[[ Supplied material open ]]

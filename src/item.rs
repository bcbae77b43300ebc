//! Leaf item codec: the on-page representation of one logical row (or, for
//! a compressed run, several).

use crate::tid::Tid;

/// Bit set on a leaf item whose payload is a compressed run rather than a
/// single row's datum bytes.
const COMPRESSED: u8 = 0x01;

/// A leaf item, tagged by whether it holds one row or a compressed run of
/// them. The on-disk flag bit is the discriminant.
#[derive(Debug, Clone, PartialEq, Eq)]
pub enum LeafItem {
    Uncompressed {
        tid: Tid,
        /// Present only for attribute 1: the caller-supplied row header,
        /// opaque to this crate, consumed by the external MVCC oracle.
        header: Option<Vec<u8>>,
        datum: Vec<u8>,
    },
    CompressedRun {
        first_tid: Tid,
        last_tid: Tid,
        /// Opaque byte block for the external codec's decoder.
        blob: Vec<u8>,
    },
}

impl LeafItem {
    /// The item's own TID, or a compressed run's `first_tid`.
    pub fn tid(&self) -> Tid {
        match self {
            LeafItem::Uncompressed { tid, .. } => *tid,
            LeafItem::CompressedRun { first_tid, .. } => *first_tid,
        }
    }

    /// Equal to `tid()` for a single row; the run's upper bound otherwise.
    pub fn last_tid(&self) -> Tid {
        match self {
            LeafItem::Uncompressed { tid, .. } => *tid,
            LeafItem::CompressedRun { last_tid, .. } => *last_tid,
        }
    }

    pub fn is_compressed(&self) -> bool {
        matches!(self, LeafItem::CompressedRun { .. })
    }

    /// Encoded size in bytes, for free-space accounting before the item is
    /// actually added to a page.
    pub fn encoded_len(&self) -> usize {
        self.encode().len()
    }

    pub fn encode(&self) -> Vec<u8> {
        match self {
            LeafItem::Uncompressed { tid, header, datum } => {
                let header_bytes = header.as_deref().unwrap_or(&[]);
                let mut out = Vec::with_capacity(11 + header_bytes.len() + datum.len());
                out.push(0u8); // flags, COMPRESSED unset
                out.extend_from_slice(&tid.block.to_le_bytes());
                out.extend_from_slice(&tid.offset.to_le_bytes());
                out.extend_from_slice(&(header_bytes.len() as u16).to_le_bytes());
                out.extend_from_slice(header_bytes);
                out.extend_from_slice(datum);
                out
            }
            LeafItem::CompressedRun { first_tid, last_tid, blob } => {
                let mut out = Vec::with_capacity(13 + blob.len());
                out.push(COMPRESSED);
                out.extend_from_slice(&first_tid.block.to_le_bytes());
                out.extend_from_slice(&first_tid.offset.to_le_bytes());
                out.extend_from_slice(&last_tid.block.to_le_bytes());
                out.extend_from_slice(&last_tid.offset.to_le_bytes());
                out.extend_from_slice(blob);
                out
            }
        }
    }

    pub fn decode(bytes: &[u8]) -> Self {
        let flags = bytes[0];
        if flags & COMPRESSED != 0 {
            let first_block = u32::from_le_bytes(bytes[1..5].try_into().unwrap());
            let first_offset = u16::from_le_bytes(bytes[5..7].try_into().unwrap());
            let last_block = u32::from_le_bytes(bytes[7..11].try_into().unwrap());
            let last_offset = u16::from_le_bytes(bytes[11..13].try_into().unwrap());
            LeafItem::CompressedRun {
                first_tid: Tid::new(first_block, first_offset),
                last_tid: Tid::new(last_block, last_offset),
                blob: bytes[13..].to_vec(),
            }
        } else {
            let block = u32::from_le_bytes(bytes[1..5].try_into().unwrap());
            let offset = u16::from_le_bytes(bytes[5..7].try_into().unwrap());
            let header_len = u16::from_le_bytes(bytes[7..9].try_into().unwrap()) as usize;
            let header = if header_len > 0 {
                Some(bytes[9..9 + header_len].to_vec())
            } else {
                None
            };
            let datum = bytes[9 + header_len..].to_vec();
            LeafItem::Uncompressed { tid: Tid::new(block, offset), header, datum }
        }
    }
}

#[cfg(test)]
mod tests {
    use super::*;

    #[test]
    fn uncompressed_roundtrips_without_header() {
        let item = LeafItem::Uncompressed { tid: Tid::new(1, 2), header: None, datum: vec![9, 8, 7] };
        let decoded = LeafItem::decode(&item.encode());
        assert_eq!(item, decoded);
    }

    #[test]
    fn uncompressed_roundtrips_with_row_header() {
        let item = LeafItem::Uncompressed {
            tid: Tid::new(5, 1),
            header: Some(vec![1, 1, 1, 1]),
            datum: vec![42],
        };
        let decoded = LeafItem::decode(&item.encode());
        assert_eq!(item, decoded);
    }

    #[test]
    fn compressed_run_roundtrips() {
        let item = LeafItem::CompressedRun {
            first_tid: Tid::new(1, 1),
            last_tid: Tid::new(1, 9),
            blob: vec![0xAB; 12],
        };
        let decoded = LeafItem::decode(&item.encode());
        assert_eq!(item, decoded);
        assert!(decoded.is_compressed());
    }
}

[[ Supplied material closed ]]

### Exercise instructions
Copy out each line of the data that holds the string "external".

### Response below
        /// opaque to this crate, consumed by the external MVCC oracle.
        /// Opaque byte block for the external codec's decoder.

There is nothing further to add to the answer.